[Dataset excerpts — start]
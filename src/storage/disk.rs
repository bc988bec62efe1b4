use std::fs;
use std::path::{Path, PathBuf};

use chrono::{DateTime, Utc};
use serde::{Deserialize, Serialize};
use sha2::{Digest, Sha256};
use tracing::{debug, info};

use super::backend::{EditOutcome, PartitionBackend, PartitionEdit};
use super::memory::MemoryBackend;
use crate::types::{DatabaseError, Document, Partition, PartitionId, Schema, TableKey};

const PARTITION_EXT: &str = "part";

/// On-disk image of one partition row
#[derive(Debug, Serialize, Deserialize)]
struct PartitionFile {
    tenant: String,
    table: String,
    index: u32,
    version: u64,
    is_full: bool,
    updated_at: DateTime<Utc>,
    schema_json: Option<String>,
    data_json: String,
    /// sha256 over `data_json` then `schema_json`, hex encoded
    checksum: String,
}

impl PartitionFile {
    fn encode(partition: &Partition) -> Result<Self, DatabaseError> {
        let data_json = serde_json::to_string(&partition.data)?;
        let schema_json = partition
            .schema
            .as_ref()
            .map(serde_json::to_string)
            .transpose()?;
        let checksum = checksum(&data_json, schema_json.as_deref());

        Ok(Self {
            tenant: partition.id.tenant.clone(),
            table: partition.id.table.clone(),
            index: partition.id.index,
            version: partition.version,
            is_full: partition.is_full,
            updated_at: partition.updated_at,
            schema_json,
            data_json,
            checksum,
        })
    }

    fn decode(self) -> Result<Partition, DatabaseError> {
        let id = PartitionId {
            tenant: self.tenant,
            table: self.table,
            index: self.index,
        };
        if checksum(&self.data_json, self.schema_json.as_deref()) != self.checksum {
            return Err(DatabaseError::StorageUnavailable(format!(
                "checksum mismatch in partition {id}"
            )));
        }

        let data: Vec<Document> = serde_json::from_str(&self.data_json)?;
        let schema: Option<Schema> = self
            .schema_json
            .as_deref()
            .map(serde_json::from_str)
            .transpose()?;

        Ok(Partition {
            id,
            record_count: data.len(),
            data,
            is_full: self.is_full,
            schema,
            updated_at: self.updated_at,
            version: self.version,
        })
    }
}

fn checksum(data_json: &str, schema_json: Option<&str>) -> String {
    let mut hasher = Sha256::new();
    hasher.update(data_json.as_bytes());
    if let Some(schema) = schema_json {
        hasher.update(schema.as_bytes());
    }
    hex::encode(hasher.finalize())
}

/// File-per-partition store.
///
/// Layout: `<root>/<hex tenant>/<hex table>/<index>.part`. Every write goes
/// to a temp file that is renamed over the old one, so readers only ever
/// see a complete row. An in-memory copy serves reads and arbitrates the
/// compare-and-swap.
pub struct DiskBackend {
    root: PathBuf,
    cache: MemoryBackend,
}

impl DiskBackend {
    /// Open (or create) a data directory and load every partition file
    pub fn open<P: AsRef<Path>>(root: P) -> Result<Self, DatabaseError> {
        let root = root.as_ref().to_path_buf();
        fs::create_dir_all(&root)?;

        let cache = MemoryBackend::new();
        let mut loaded = 0usize;
        for tenant_dir in subdirs(&root)? {
            for table_dir in subdirs(&tenant_dir)? {
                for entry in fs::read_dir(&table_dir)? {
                    let path = entry?.path();
                    if path.extension().and_then(|e| e.to_str()) != Some(PARTITION_EXT) {
                        continue;
                    }
                    let bytes = fs::read(&path)?;
                    let file: PartitionFile = bincode::deserialize(&bytes)?;
                    cache.restore(file.decode()?);
                    loaded += 1;
                }
            }
        }

        info!(root = %root.display(), partitions = loaded, "opened partition store");
        Ok(Self { root, cache })
    }

    #[must_use]
    pub fn root(&self) -> &Path {
        &self.root
    }

    fn path_for(&self, id: &PartitionId) -> PathBuf {
        self.root
            .join(hex::encode(id.tenant.as_bytes()))
            .join(hex::encode(id.table.as_bytes()))
            .join(format!("{:08}.{PARTITION_EXT}", id.index))
    }

    fn persist(&self, partition: &Partition) -> Result<(), DatabaseError> {
        let path = self.path_for(&partition.id);
        if let Some(dir) = path.parent() {
            fs::create_dir_all(dir)?;
        }

        let encoded = bincode::serialize(&PartitionFile::encode(partition)?)?;
        let tmp = path.with_extension("tmp");
        fs::write(&tmp, encoded)?;
        fs::rename(&tmp, &path)?;

        debug!(partition = %partition.id, version = partition.version, "persisted partition");
        Ok(())
    }
}

fn subdirs(dir: &Path) -> Result<Vec<PathBuf>, DatabaseError> {
    let mut dirs = Vec::new();
    for entry in fs::read_dir(dir)? {
        let path = entry?.path();
        if path.is_dir() {
            dirs.push(path);
        }
    }
    Ok(dirs)
}

impl PartitionBackend for DiskBackend {
    fn load_table(&self, key: &TableKey) -> Result<Vec<Partition>, DatabaseError> {
        self.cache.load_table(key)
    }

    fn partition_ids(&self, key: &TableKey) -> Result<Vec<PartitionId>, DatabaseError> {
        self.cache.partition_ids(key)
    }

    fn load(&self, id: &PartitionId) -> Result<Option<Partition>, DatabaseError> {
        self.cache.load(id)
    }

    fn create(&self, partition: Partition) -> Result<bool, DatabaseError> {
        self.cache.create_with(partition, |p| self.persist(p))
    }

    fn compare_and_swap(
        &self,
        partition: Partition,
        expected_version: u64,
    ) -> Result<bool, DatabaseError> {
        self.cache
            .swap_with(partition, expected_version, |p| self.persist(p))
    }

    fn edit_partition(&self, id: &PartitionId, edit: &mut PartitionEdit<'_>) -> Result<EditOutcome, DatabaseError> {
        self.cache.edit_with(id, edit, |p| self.persist(p))
    }

    fn list_tables(&self, tenant: &str) -> Result<Vec<String>, DatabaseError> {
        self.cache.list_tables(tenant)
    }

    fn tenant_partitions(&self, tenant: &str) -> Result<Vec<Partition>, DatabaseError> {
        self.cache.tenant_partitions(tenant)
    }

    fn tenants(&self) -> Result<Vec<String>, DatabaseError> {
        self.cache.tenants()
    }
}
// Module declarations
pub mod error;
pub mod document;
pub mod schema;
pub mod partition;

// Re-exports for convenience
pub use error::DatabaseError;
pub use document::{Document, RowView, ID_FIELD, UPDATED_AT_FIELD};
pub use schema::{Column, ColumnType, Schema, SchemaViolation, Validation, ViolationKind};
pub use partition::{Partition, PartitionId, TableKey};

#[cfg(test)]
mod tests {
    use super::*;

    #[test]
    fn test_error_kinds_are_stable() {
        assert_eq!(DatabaseError::NotFound("row".into()).kind(), "NotFound");
        assert_eq!(
            DatabaseError::CyclicCteReference("a".into()).kind(),
            "CyclicCteReferenceError"
        );
        assert_eq!(DatabaseError::Cancelled.to_string(), "Query cancelled");
    }

    #[test]
    fn test_retryable_errors() {
        assert!(DatabaseError::PartitionWriteConflict {
            partition: "t/x#0".into(),
            attempts: 5
        }
        .is_retryable());
        assert!(DatabaseError::StorageUnavailable("down".into()).is_retryable());
        assert!(!DatabaseError::QuotaExceeded("full".into()).is_retryable());
        assert!(!DatabaseError::NotFound("row".into()).is_retryable());
    }

    #[test]
    fn test_io_error_maps_to_storage_unavailable() {
        let err: DatabaseError = std::io::Error::other("disk gone").into();
        assert_eq!(err.kind(), "StorageUnavailable");
    }
}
[Dataset excerpts — finish]
[Exercise] Please write out every line of the data exactly.

[Written solution]
filename src/storage/disk.rs
repository bc988bec62efe1b4
use std::fs;
use std::path::{Path, PathBuf};

use chrono::{DateTime, Utc};
use serde::{Deserialize, Serialize};
use sha2::{Digest, Sha256};
use tracing::{debug, info};

use super::backend::{EditOutcome, PartitionBackend, PartitionEdit};
use super::memory::MemoryBackend;
use crate::types::{DatabaseError, Document, Partition, PartitionId, Schema, TableKey};

const PARTITION_EXT: &str = "part";

/// On-disk image of one partition row
#[derive(Debug, Serialize, Deserialize)]
struct PartitionFile {
    tenant: String,
    table: String,
    index: u32,
    version: u64,
    is_full: bool,
    updated_at: DateTime<Utc>,
    schema_json: Option<String>,
    data_json: String,
    /// sha256 over `data_json` then `schema_json`, hex encoded
    checksum: String,
}

impl PartitionFile {
    fn encode(partition: &Partition) -> Result<Self, DatabaseError> {
        let data_json = serde_json::to_string(&partition.data)?;
        let schema_json = partition
            .schema
            .as_ref()
            .map(serde_json::to_string)
            .transpose()?;
        let checksum = checksum(&data_json, schema_json.as_deref());

        Ok(Self {
            tenant: partition.id.tenant.clone(),
            table: partition.id.table.clone(),
            index: partition.id.index,
            version: partition.version,
            is_full: partition.is_full,
            updated_at: partition.updated_at,
            schema_json,
            data_json,
            checksum,
        })
    }

    fn decode(self) -> Result<Partition, DatabaseError> {
        let id = PartitionId {
            tenant: self.tenant,
            table: self.table,
            index: self.index,
        };
        if checksum(&self.data_json, self.schema_json.as_deref()) != self.checksum {
            return Err(DatabaseError::StorageUnavailable(format!(
                "checksum mismatch in partition {id}"
            )));
        }

        let data: Vec<Document> = serde_json::from_str(&self.data_json)?;
        let schema: Option<Schema> = self
            .schema_json
            .as_deref()
            .map(serde_json::from_str)
            .transpose()?;

        Ok(Partition {
            id,
            record_count: data.len(),
            data,
            is_full: self.is_full,
            schema,
            updated_at: self.updated_at,
            version: self.version,
        })
    }
}

fn checksum(data_json: &str, schema_json: Option<&str>) -> String {
    let mut hasher = Sha256::new();
    hasher.update(data_json.as_bytes());
    if let Some(schema) = schema_json {
        hasher.update(schema.as_bytes());
    }
    hex::encode(hasher.finalize())
}

/// File-per-partition store.
///
/// Layout: `<root>/<hex tenant>/<hex table>/<index>.part`. Every write goes
/// to a temp file that is renamed over the old one, so readers only ever
/// see a complete row. An in-memory copy serves reads and arbitrates the
/// compare-and-swap.
pub struct DiskBackend {
    root: PathBuf,
    cache: MemoryBackend,
}

impl DiskBackend {
    /// Open (or create) a data directory and load every partition file
    pub fn open<P: AsRef<Path>>(root: P) -> Result<Self, DatabaseError> {
        let root = root.as_ref().to_path_buf();
        fs::create_dir_all(&root)?;

        let cache = MemoryBackend::new();
        let mut loaded = 0usize;
        for tenant_dir in subdirs(&root)? {
            for table_dir in subdirs(&tenant_dir)? {
                for entry in fs::read_dir(&table_dir)? {
                    let path = entry?.path();
                    if path.extension().and_then(|e| e.to_str()) != Some(PARTITION_EXT) {
                        continue;
                    }
                    let bytes = fs::read(&path)?;
                    let file: PartitionFile = bincode::deserialize(&bytes)?;
                    cache.restore(file.decode()?);
                    loaded += 1;
                }
            }
        }

        info!(root = %root.display(), partitions = loaded, "opened partition store");
        Ok(Self { root, cache })
    }

    #[must_use]
    pub fn root(&self) -> &Path {
        &self.root
    }

    fn path_for(&self, id: &PartitionId) -> PathBuf {
        self.root
            .join(hex::encode(id.tenant.as_bytes()))
            .join(hex::encode(id.table.as_bytes()))
            .join(format!("{:08}.{PARTITION_EXT}", id.index))
    }

    fn persist(&self, partition: &Partition) -> Result<(), DatabaseError> {
        let path = self.path_for(&partition.id);
        if let Some(dir) = path.parent() {
            fs::create_dir_all(dir)?;
        }

        let encoded = bincode::serialize(&PartitionFile::encode(partition)?)?;
        let tmp = path.with_extension("tmp");
        fs::write(&tmp, encoded)?;
        fs::rename(&tmp, &path)?;

        debug!(partition = %partition.id, version = partition.version, "persisted partition");
        Ok(())
    }
}

fn subdirs(dir: &Path) -> Result<Vec<PathBuf>, DatabaseError> {
    let mut dirs = Vec::new();
    for entry in fs::read_dir(dir)? {
        let path = entry?.path();
        if path.is_dir() {
            dirs.push(path);
        }
    }
    Ok(dirs)
}

impl PartitionBackend for DiskBackend {
    fn load_table(&self, key: &TableKey) -> Result<Vec<Partition>, DatabaseError> {
        self.cache.load_table(key)
    }

    fn partition_ids(&self, key: &TableKey) -> Result<Vec<PartitionId>, DatabaseError> {
        self.cache.partition_ids(key)
    }

    fn load(&self, id: &PartitionId) -> Result<Option<Partition>, DatabaseError> {
        self.cache.load(id)
    }

    fn create(&self, partition: Partition) -> Result<bool, DatabaseError> {
        self.cache.create_with(partition, |p| self.persist(p))
    }

    fn compare_and_swap(
        &self,
        partition: Partition,
        expected_version: u64,
    ) -> Result<bool, DatabaseError> {
        self.cache
            .swap_with(partition, expected_version, |p| self.persist(p))
    }

    fn edit_partition(&self, id: &PartitionId, edit: &mut PartitionEdit<'_>) -> Result<EditOutcome, DatabaseError> {
        self.cache.edit_with(id, edit, |p| self.persist(p))
    }

    fn list_tables(&self, tenant: &str) -> Result<Vec<String>, DatabaseError> {
        self.cache.list_tables(tenant)
    }

    fn tenant_partitions(&self, tenant: &str) -> Result<Vec<Partition>, DatabaseError> {
        self.cache.tenant_partitions(tenant)
    }

    fn tenants(&self) -> Result<Vec<String>, DatabaseError> {
        self.cache.tenants()
    }
}
// Module declarations
pub mod error;
pub mod document;
pub mod schema;
pub mod partition;

// Re-exports for convenience
pub use error::DatabaseError;
pub use document::{Document, RowView, ID_FIELD, UPDATED_AT_FIELD};
pub use schema::{Column, ColumnType, Schema, SchemaViolation, Validation, ViolationKind};
pub use partition::{Partition, PartitionId, TableKey};

#[cfg(test)]
mod tests {
    use super::*;

    #[test]
    fn test_error_kinds_are_stable() {
        assert_eq!(DatabaseError::NotFound("row".into()).kind(), "NotFound");
        assert_eq!(
            DatabaseError::CyclicCteReference("a".into()).kind(),
            "CyclicCteReferenceError"
        );
        assert_eq!(DatabaseError::Cancelled.to_string(), "Query cancelled");
    }

    #[test]
    fn test_retryable_errors() {
        assert!(DatabaseError::PartitionWriteConflict {
            partition: "t/x#0".into(),
            attempts: 5
        }
        .is_retryable());
        assert!(DatabaseError::StorageUnavailable("down".into()).is_retryable());
        assert!(!DatabaseError::QuotaExceeded("full".into()).is_retryable());
        assert!(!DatabaseError::NotFound("row".into()).is_retryable());
    }

    #[test]
    fn test_io_error_maps_to_storage_unavailable() {
        let err: DatabaseError = std::io::Error::other("disk gone").into();
        assert_eq!(err.kind(), "StorageUnavailable");
    }
}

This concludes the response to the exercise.